[Saved data entries]
★ ★ ★ ★ ★ ★ ★

//! Status command implementation.

use std::sync::Arc;

use anyhow::{Context, Result};
use clap::Args;
use colored::Colorize;

use crate::cli::GlobalArgs;
use crate::output;
use crate::session;

#[derive(Args, Debug)]
pub struct StatusArgs {}

pub async fn run(global: &GlobalArgs, _args: StatusArgs) -> Result<()> {
    let store = session::open_store(global)?;
    let path = store.path().display().to_string();
    let gateway = session::gateway_with(global, store, Arc::new(session::CliNavigator))?;

    let signed_in = gateway
        .is_authenticated()
        .context("Failed to read credential store")?;

    let state = if signed_in {
        "signed in".green()
    } else {
        "signed out".yellow()
    };

    output::field("Session", &state.to_string());
    output::field("API", &gateway.base_url().to_string());
    output::field("Store", &path);

    Ok(())
}
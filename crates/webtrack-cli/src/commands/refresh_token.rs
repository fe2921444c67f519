//! Refresh token command implementation.

use anyhow::{Context, Result};
use clap::Args;
use colored::Colorize;

use crate::cli::GlobalArgs;
use crate::output;
use crate::session;

#[derive(Args, Debug)]
pub struct RefreshTokenArgs {}

pub async fn run(global: &GlobalArgs, _args: RefreshTokenArgs) -> Result<()> {
    let gateway = session::gateway(global)?;

    eprintln!("{}", "Refreshing session...".dimmed());

    gateway
        .refresh()
        .await
        .context("Failed to refresh session")?;

    output::success("Session refreshed successfully");
    output::field("API", &gateway.base_url().to_string());

    Ok(())
}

★ ★ ★ ★ ★ ★ ★

▶ _EXERCISE GOAL_
Output the entries above word for word.

▶ _TASK RESPONSE_
//! Status command implementation.

use std::sync::Arc;

use anyhow::{Context, Result};
use clap::Args;
use colored::Colorize;

use crate::cli::GlobalArgs;
use crate::output;
use crate::session;

#[derive(Args, Debug)]
pub struct StatusArgs {}

pub async fn run(global: &GlobalArgs, _args: StatusArgs) -> Result<()> {
    let store = session::open_store(global)?;
    let path = store.path().display().to_string();
    let gateway = session::gateway_with(global, store, Arc::new(session::CliNavigator))?;

    let signed_in = gateway
        .is_authenticated()
        .context("Failed to read credential store")?;

    let state = if signed_in {
        "signed in".green()
    } else {
        "signed out".yellow()
    };

    output::field("Session", &state.to_string());
    output::field("API", &gateway.base_url().to_string());
    output::field("Store", &path);

    Ok(())
}
filename crates/webtrack-cli/src/commands/refresh_token.rs
repository fe2921444c67f519
//! Refresh token command implementation.

use anyhow::{Context, Result};
use clap::Args;
use colored::Colorize;

use crate::cli::GlobalArgs;
use crate::output;
use crate::session;

#[derive(Args, Debug)]
pub struct RefreshTokenArgs {}

pub async fn run(global: &GlobalArgs, _args: RefreshTokenArgs) -> Result<()> {
    let gateway = session::gateway(global)?;

    eprintln!("{}", "Refreshing session...".dimmed());

    gateway
        .refresh()
        .await
        .context("Failed to refresh session")?;

    output::success("Session refreshed successfully");
    output::field("API", &gateway.base_url().to_string());

    Ok(())
}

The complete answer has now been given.